Waiting the other day my thoughts turned again to coordination problems, since I was thinking about how the store needed one of those take a number, now serving schemes. I don’t think I’ve seen a scheme like that in a software system, wonder why? Wouldn’t be too hard, in the abstract, to add one to HTTP. It would be a slight variation on the temporary redirect. The server’s redirect would include the number, along with a time to delay before the retry.
Today I was tinkering with a Freebsd installation. It includes a tool that fetches system updates. The instructions advise me to invoke that tool in a mode that forces it to do a random delay before it actually fires off. This is to avoid having the entire installed base of systems hit their upgrade server at the top of the hour. It’s brittle since it depends on the users to use the right mode. A scheme like the one above would avoid that risk, and it would could be used to help the server tune the load so it can run flat out when the bursts of users show up.
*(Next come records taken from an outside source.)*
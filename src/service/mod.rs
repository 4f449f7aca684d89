//! Caller-facing support service
//!
//! [`SupportService`] owns the session registry and the shared index. Turns
//! for one session are serialised by a per-session mutex held across the whole
//! pipeline, while independent sessions proceed concurrently. The index is
//! read-only and replaced wholesale on rebuild.

pub mod protocol;
pub mod server;

#[cfg(test)]
mod tests;

use std::collections::HashMap;
use std::sync::Arc;

use tokio::sync::{Mutex, RwLock};
use tracing::{debug, info};

use crate::config::Config;
use crate::conversation::SessionState;
use crate::embeddings::Embedder;
use crate::generation::Generator;
use crate::index::VectorIndex;
use crate::orchestrator::{AnswerOrchestrator, SupportResponse};
use crate::{Result, SupportError};

pub use server::{serve, serve_stdio};

type SessionHandle = Arc<Mutex<SessionState>>;

#[derive(Debug)]
pub struct SupportService {
    orchestrator: Arc<AnswerOrchestrator>,
    index: RwLock<Arc<VectorIndex>>,
    sessions: RwLock<HashMap<String, SessionHandle>>,
}

impl SupportService {
    #[inline]
    pub fn new(orchestrator: AnswerOrchestrator, index: VectorIndex) -> Self {
        Self {
            orchestrator: Arc::new(orchestrator),
            index: RwLock::new(Arc::new(index)),
            sessions: RwLock::new(HashMap::new()),
        }
    }

    /// Load the persisted index and assemble the pipeline from `config`
    ///
    /// Fails with [`SupportError::IndexUnavailable`] when no valid index has
    /// been built for the configured embedding model.
    #[inline]
    pub fn start(
        config: &Config,
        embedder: Arc<dyn Embedder>,
        generator: Arc<dyn Generator>,
    ) -> Result<Self> {
        let index = VectorIndex::load(&config.index_path(), embedder.as_ref())?;
        let orchestrator = AnswerOrchestrator::from_config(config, embedder, generator)?;
        info!(
            "Support service ready with {} indexed chunks ({} escalation)",
            index.len(),
            config.escalation.strategy
        );
        Ok(Self::new(orchestrator, index))
    }

    #[inline]
    pub fn orchestrator(&self) -> &AnswerOrchestrator {
        &self.orchestrator
    }

    /// The index currently used for retrieval
    #[inline]
    pub async fn index(&self) -> Arc<VectorIndex> {
        Arc::clone(&*self.index.read().await)
    }

    /// Replace the index; turns already in flight finish on the old one
    #[inline]
    pub async fn swap_index(&self, index: VectorIndex) -> Arc<VectorIndex> {
        let mut current = self.index.write().await;
        info!("Swapping index ({} -> {} chunks)", current.len(), index.len());
        std::mem::replace(&mut *current, Arc::new(index))
    }

    /// Open a new automated session and return its id
    #[inline]
    pub async fn start_session(&self) -> String {
        let session = SessionState::new();
        let id = session.id().to_string();
        self.sessions
            .write()
            .await
            .insert(id.clone(), Arc::new(Mutex::new(session)));
        debug!("Started session {}", id);
        id
    }

    /// Discard a session and its history
    #[inline]
    pub async fn end_session(&self, session_id: &str) -> Result<()> {
        let removed = self.sessions.write().await.remove(session_id);
        if removed.is_none() {
            return Err(SupportError::SessionNotFound(session_id.to_string()));
        }
        debug!("Ended session {}", session_id);
        Ok(())
    }

    #[inline]
    pub async fn session_count(&self) -> usize {
        self.sessions.read().await.len()
    }

    /// A copy of the session's current state
    #[inline]
    pub async fn session_snapshot(&self, session_id: &str) -> Result<SessionState> {
        let handle = self.session(session_id).await?;
        let session = handle.lock().await;
        Ok(session.clone())
    }

    /// Run one query turn for `session_id`
    ///
    /// The pipeline makes blocking capability calls, so it runs on the blocking
    /// pool while the session's lock is held for the whole turn.
    #[inline]
    pub async fn query(&self, session_id: &str, query: String) -> Result<SupportResponse> {
        let handle = self.session(session_id).await?;
        let guard = handle.lock_owned().await;
        let index = self.index().await;
        let orchestrator = Arc::clone(&self.orchestrator);

        tokio::task::spawn_blocking(move || {
            let mut session = guard;
            orchestrator.handle_query(&index, &mut session, &query)
        })
        .await
        .map_err(|e| SupportError::Other(anyhow::anyhow!("Query task failed: {}", e)))?
    }

    #[inline]
    pub async fn agent_reply(&self, session_id: &str, text: &str) -> Result<()> {
        let handle = self.session(session_id).await?;
        let mut session = handle.lock().await;
        self.orchestrator.agent_reply(&mut session, text)
    }

    #[inline]
    pub async fn resume(&self, session_id: &str) -> Result<()> {
        let handle = self.session(session_id).await?;
        let mut session = handle.lock().await;
        self.orchestrator.resume(&mut session)
    }

    async fn session(&self, session_id: &str) -> Result<SessionHandle> {
        self.sessions
            .read()
            .await
            .get(session_id)
            .cloned()
            .ok_or_else(|| SupportError::SessionNotFound(session_id.to_string()))
    }
}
It is almost possible to do this without changing the existing HTTP spec. For example you set up a Rube Goldberg device with three servers. One to hand out numbers, one to queue up users, and finally one that actually provides service. Say you want to sell concert tickets on a first come first serve basis. As buyers arrive at your server you redirect them, providing a number, to a second server. This server has only one purpose in live and that’s to make them wait. A HTTP server configured to do that for a huge number of users is a bit odd to set up but it’s not particularly difficult. This waiting server finally redirects them to the actual selling server at the appropriate time. The nice thing about this approach is that it removes the incentive for buyers to attempt to poll as fast as possible.
Curious, I’ve mentioned take a number systems before (includes more amusing picture).
I tried this once, I set up a system where the primary server responded with a Refresh header in the HTTP block (not a “meta refresh”), which had a 0-30 second delay followed by the primary URL again, polling until the load had dropped on the download server. Then the primary would return a 302 redirect to the newly freed download server.
There were some problems with this though: although web browsers had no problems dealing with the Refresh: header, users seem to be conditioned to download starting automatically and would either close the window or do a shift-reload, starting the queuing process over again. Also, non-traditional browsers or command line tools didn’t seem to support Refresh: in the HTTP headers and would never reload the URL.